Exercise:
Repeat every line of the data verbatim.

Input for this task Block Start

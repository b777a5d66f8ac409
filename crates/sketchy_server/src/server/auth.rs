#![forbid(unsafe_code)]

use base64::Engine as _;
use base64::engine::general_purpose::URL_SAFE_NO_PAD;
use hmac::{Hmac, Mac};
use serde::{Deserialize, Serialize};
use sha2::Sha256;
use sketchy_domain::{SecretString, UserId};
use thiserror::Error;

use crate::util::time::unix_secs_now;

/// Claims carried by a `v1.<payload>.<sig>` bearer token.
///
/// `sub` is the stable user id, `name` the display name shown to peers.
#[derive(Debug, Clone, Serialize, Deserialize)]
pub struct AuthClaims {
	pub sub: String,
	#[serde(default)]
	pub name: String,
	pub exp: u64,
}

/// Verified identity extracted from a bearer token.
#[derive(Debug, Clone)]
pub struct Identity {
	pub user_id: UserId,
	pub display_name: String,
}

/// Fatal authentication failures; the connection is closed with a
/// policy-violation status and no session is created.
#[derive(Debug, Error)]
pub enum AuthError {
	#[error("invalid token format")]
	InvalidFormat,
	#[error("invalid token signature")]
	InvalidSignature,
	#[error("malformed token claims")]
	MalformedClaims,
	#[error("token expired")]
	Expired,
	#[error("missing subject claim")]
	MissingSubject,
}

/// Verify a bearer token and extract the caller's identity.
///
/// Stateless: no external calls, called exactly once per connection before
/// any protocol frame is accepted.
pub fn authenticate(token: &str, secret: &SecretString) -> Result<Identity, AuthError> {
	let claims = verify_hmac_token(token, secret)?;

	let user_id = UserId::new(claims.sub.trim()).map_err(|_| AuthError::MissingSubject)?;
	let display_name = if claims.name.trim().is_empty() {
		user_id.as_str().to_string()
	} else {
		claims.name.trim().to_string()
	};

	Ok(Identity { user_id, display_name })
}

/// Verify a `v1.<payload-b64>.<sig-b64>` HMAC-SHA256 token.
pub fn verify_hmac_token(token: &str, secret: &SecretString) -> Result<AuthClaims, AuthError> {
	let parts = token.split('.').collect::<Vec<_>>();
	if parts.len() != 3 || parts[0] != "v1" {
		return Err(AuthError::InvalidFormat);
	}

	let payload_b64 = parts[1];
	let sig_b64 = parts[2];

	let payload = URL_SAFE_NO_PAD.decode(payload_b64).map_err(|_| AuthError::InvalidFormat)?;
	let expected_sig = sign(payload_b64.as_bytes(), secret.expose().as_bytes());
	let provided_sig = URL_SAFE_NO_PAD.decode(sig_b64).map_err(|_| AuthError::InvalidFormat)?;

	if !constant_time_eq(&expected_sig, &provided_sig) {
		return Err(AuthError::InvalidSignature);
	}

	let claims: AuthClaims = serde_json::from_slice(&payload).map_err(|_| AuthError::MalformedClaims)?;
	if claims.exp <= unix_secs_now() {
		return Err(AuthError::Expired);
	}

	Ok(claims)
}

/// Mint a token for the given claims. Used by tests and dev tooling; the
/// production issuer lives in the external identity service.
pub fn mint_hmac_token(claims: &AuthClaims, secret: &SecretString) -> String {
	let payload = serde_json::to_vec(claims).unwrap_or_default();
	let payload_b64 = URL_SAFE_NO_PAD.encode(payload);
	let sig = sign(payload_b64.as_bytes(), secret.expose().as_bytes());
	format!("v1.{}.{}", payload_b64, URL_SAFE_NO_PAD.encode(sig))
}

fn sign(payload_b64: &[u8], secret: &[u8]) -> Vec<u8> {
	let mut mac = Hmac::<Sha256>::new_from_slice(secret).expect("hmac key");
	mac.update(payload_b64);
	mac.finalize().into_bytes().to_vec()
}

fn constant_time_eq(a: &[u8], b: &[u8]) -> bool {
	if a.len() != b.len() {
		return false;
	}

	let mut diff = 0u8;
	for (x, y) in a.iter().zip(b.iter()) {
		diff |= x ^ y;
	}

	diff == 0
}

#[cfg(test)]
mod tests {
	use super::*;

	fn secret() -> SecretString {
		SecretString::new("test-secret")
	}

	fn claims(sub: &str, name: &str, exp: u64) -> AuthClaims {
		AuthClaims {
			sub: sub.to_string(),
			name: name.to_string(),
			exp,
		}
	}

	#[test]
	fn accepts_valid_token() {
		let token = mint_hmac_token(&claims("u1", "Ada", unix_secs_now() + 3600), &secret());
		let identity = authenticate(&token, &secret()).expect("valid token");
		assert_eq!(identity.user_id.as_str(), "u1");
		assert_eq!(identity.display_name, "Ada");
	}

	#[test]
	fn falls_back_to_user_id_when_name_missing() {
		let token = mint_hmac_token(&claims("u1", "", unix_secs_now() + 3600), &secret());
		let identity = authenticate(&token, &secret()).expect("valid token");
		assert_eq!(identity.display_name, "u1");
	}

	#[test]
	fn rejects_bad_signature() {
		let token = mint_hmac_token(&claims("u1", "Ada", unix_secs_now() + 3600), &secret());
		let err = authenticate(&token, &SecretString::new("other-secret")).expect_err("must fail");
		assert!(matches!(err, AuthError::InvalidSignature));
	}

	#[test]
	fn rejects_expired_token() {
		let token = mint_hmac_token(&claims("u1", "Ada", 1), &secret());
		let err = authenticate(&token, &secret()).expect_err("must fail");
		assert!(matches!(err, AuthError::Expired));
	}

	#[test]
	fn rejects_missing_subject() {
		let token = mint_hmac_token(&claims("   ", "Ada", unix_secs_now() + 3600), &secret());
		let err = authenticate(&token, &secret()).expect_err("must fail");
		assert!(matches!(err, AuthError::MissingSubject));
	}

	#[test]
	fn rejects_garbage_tokens() {
		assert!(matches!(authenticate("", &secret()), Err(AuthError::InvalidFormat)));
		assert!(matches!(authenticate("v2.a.b", &secret()), Err(AuthError::InvalidFormat)));
		assert!(matches!(
			authenticate("v1.!notb64!.sig", &secret()),
			Err(AuthError::InvalidFormat)
		));
	}

	#[test]
	fn rejects_tampered_payload() {
		let token = mint_hmac_token(&claims("u1", "Ada", unix_secs_now() + 3600), &secret());
		let mut parts = token.split('.').map(str::to_string).collect::<Vec<_>>();
		parts[1] = URL_SAFE_NO_PAD.encode(br#"{"sub":"u2","name":"Eve","exp":99999999999}"#);
		let forged = parts.join(".");
		let err = authenticate(&forged, &secret()).expect_err("must fail");
		assert!(matches!(err, AuthError::InvalidSignature));
	}
}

Input for this task Block End

Exercise output:
repository b777a5d66f8ac409
filename crates/sketchy_server/src/server/auth.rs
#![forbid(unsafe_code)]

use base64::Engine as _;
use base64::engine::general_purpose::URL_SAFE_NO_PAD;
use hmac::{Hmac, Mac};
use serde::{Deserialize, Serialize};
use sha2::Sha256;
use sketchy_domain::{SecretString, UserId};
use thiserror::Error;

use crate::util::time::unix_secs_now;

/// Claims carried by a `v1.<payload>.<sig>` bearer token.
///
/// `sub` is the stable user id, `name` the display name shown to peers.
#[derive(Debug, Clone, Serialize, Deserialize)]
pub struct AuthClaims {
	pub sub: String,
	#[serde(default)]
	pub name: String,
	pub exp: u64,
}

/// Verified identity extracted from a bearer token.
#[derive(Debug, Clone)]
pub struct Identity {
	pub user_id: UserId,
	pub display_name: String,
}

/// Fatal authentication failures; the connection is closed with a
/// policy-violation status and no session is created.
#[derive(Debug, Error)]
pub enum AuthError {
	#[error("invalid token format")]
	InvalidFormat,
	#[error("invalid token signature")]
	InvalidSignature,
	#[error("malformed token claims")]
	MalformedClaims,
	#[error("token expired")]
	Expired,
	#[error("missing subject claim")]
	MissingSubject,
}

/// Verify a bearer token and extract the caller's identity.
///
/// Stateless: no external calls, called exactly once per connection before
/// any protocol frame is accepted.
pub fn authenticate(token: &str, secret: &SecretString) -> Result<Identity, AuthError> {
	let claims = verify_hmac_token(token, secret)?;

	let user_id = UserId::new(claims.sub.trim()).map_err(|_| AuthError::MissingSubject)?;
	let display_name = if claims.name.trim().is_empty() {
		user_id.as_str().to_string()
	} else {
		claims.name.trim().to_string()
	};

	Ok(Identity { user_id, display_name })
}

/// Verify a `v1.<payload-b64>.<sig-b64>` HMAC-SHA256 token.
pub fn verify_hmac_token(token: &str, secret: &SecretString) -> Result<AuthClaims, AuthError> {
	let parts = token.split('.').collect::<Vec<_>>();
	if parts.len() != 3 || parts[0] != "v1" {
		return Err(AuthError::InvalidFormat);
	}

	let payload_b64 = parts[1];
	let sig_b64 = parts[2];

	let payload = URL_SAFE_NO_PAD.decode(payload_b64).map_err(|_| AuthError::InvalidFormat)?;
	let expected_sig = sign(payload_b64.as_bytes(), secret.expose().as_bytes());
	let provided_sig = URL_SAFE_NO_PAD.decode(sig_b64).map_err(|_| AuthError::InvalidFormat)?;

	if !constant_time_eq(&expected_sig, &provided_sig) {
		return Err(AuthError::InvalidSignature);
	}

	let claims: AuthClaims = serde_json::from_slice(&payload).map_err(|_| AuthError::MalformedClaims)?;
	if claims.exp <= unix_secs_now() {
		return Err(AuthError::Expired);
	}

	Ok(claims)
}

/// Mint a token for the given claims. Used by tests and dev tooling; the
/// production issuer lives in the external identity service.
pub fn mint_hmac_token(claims: &AuthClaims, secret: &SecretString) -> String {
	let payload = serde_json::to_vec(claims).unwrap_or_default();
	let payload_b64 = URL_SAFE_NO_PAD.encode(payload);
	let sig = sign(payload_b64.as_bytes(), secret.expose().as_bytes());
	format!("v1.{}.{}", payload_b64, URL_SAFE_NO_PAD.encode(sig))
}

fn sign(payload_b64: &[u8], secret: &[u8]) -> Vec<u8> {
	let mut mac = Hmac::<Sha256>::new_from_slice(secret).expect("hmac key");
	mac.update(payload_b64);
	mac.finalize().into_bytes().to_vec()
}

fn constant_time_eq(a: &[u8], b: &[u8]) -> bool {
	if a.len() != b.len() {
		return false;
	}

	let mut diff = 0u8;
	for (x, y) in a.iter().zip(b.iter()) {
		diff |= x ^ y;
	}

	diff == 0
}

#[cfg(test)]
mod tests {
	use super::*;

	fn secret() -> SecretString {
		SecretString::new("test-secret")
	}

	fn claims(sub: &str, name: &str, exp: u64) -> AuthClaims {
		AuthClaims {
			sub: sub.to_string(),
			name: name.to_string(),
			exp,
		}
	}

	#[test]
	fn accepts_valid_token() {
		let token = mint_hmac_token(&claims("u1", "Ada", unix_secs_now() + 3600), &secret());
		let identity = authenticate(&token, &secret()).expect("valid token");
		assert_eq!(identity.user_id.as_str(), "u1");
		assert_eq!(identity.display_name, "Ada");
	}

	#[test]
	fn falls_back_to_user_id_when_name_missing() {
		let token = mint_hmac_token(&claims("u1", "", unix_secs_now() + 3600), &secret());
		let identity = authenticate(&token, &secret()).expect("valid token");
		assert_eq!(identity.display_name, "u1");
	}

	#[test]
	fn rejects_bad_signature() {
		let token = mint_hmac_token(&claims("u1", "Ada", unix_secs_now() + 3600), &secret());
		let err = authenticate(&token, &SecretString::new("other-secret")).expect_err("must fail");
		assert!(matches!(err, AuthError::InvalidSignature));
	}

	#[test]
	fn rejects_expired_token() {
		let token = mint_hmac_token(&claims("u1", "Ada", 1), &secret());
		let err = authenticate(&token, &secret()).expect_err("must fail");
		assert!(matches!(err, AuthError::Expired));
	}

	#[test]
	fn rejects_missing_subject() {
		let token = mint_hmac_token(&claims("   ", "Ada", unix_secs_now() + 3600), &secret());
		let err = authenticate(&token, &secret()).expect_err("must fail");
		assert!(matches!(err, AuthError::MissingSubject));
	}

	#[test]
	fn rejects_garbage_tokens() {
		assert!(matches!(authenticate("", &secret()), Err(AuthError::InvalidFormat)));
		assert!(matches!(authenticate("v2.a.b", &secret()), Err(AuthError::InvalidFormat)));
		assert!(matches!(
			authenticate("v1.!notb64!.sig", &secret()),
			Err(AuthError::InvalidFormat)
		));
	}

	#[test]
	fn rejects_tampered_payload() {
		let token = mint_hmac_token(&claims("u1", "Ada", unix_secs_now() + 3600), &secret());
		let mut parts = token.split('.').map(str::to_string).collect::<Vec<_>>();
		parts[1] = URL_SAFE_NO_PAD.encode(br#"{"sub":"u2","name":"Eve","exp":99999999999}"#);
		let forged = parts.join(".");
		let err = authenticate(&forged, &secret()).expect_err("must fail");
		assert!(matches!(err, AuthError::InvalidSignature));
	}
}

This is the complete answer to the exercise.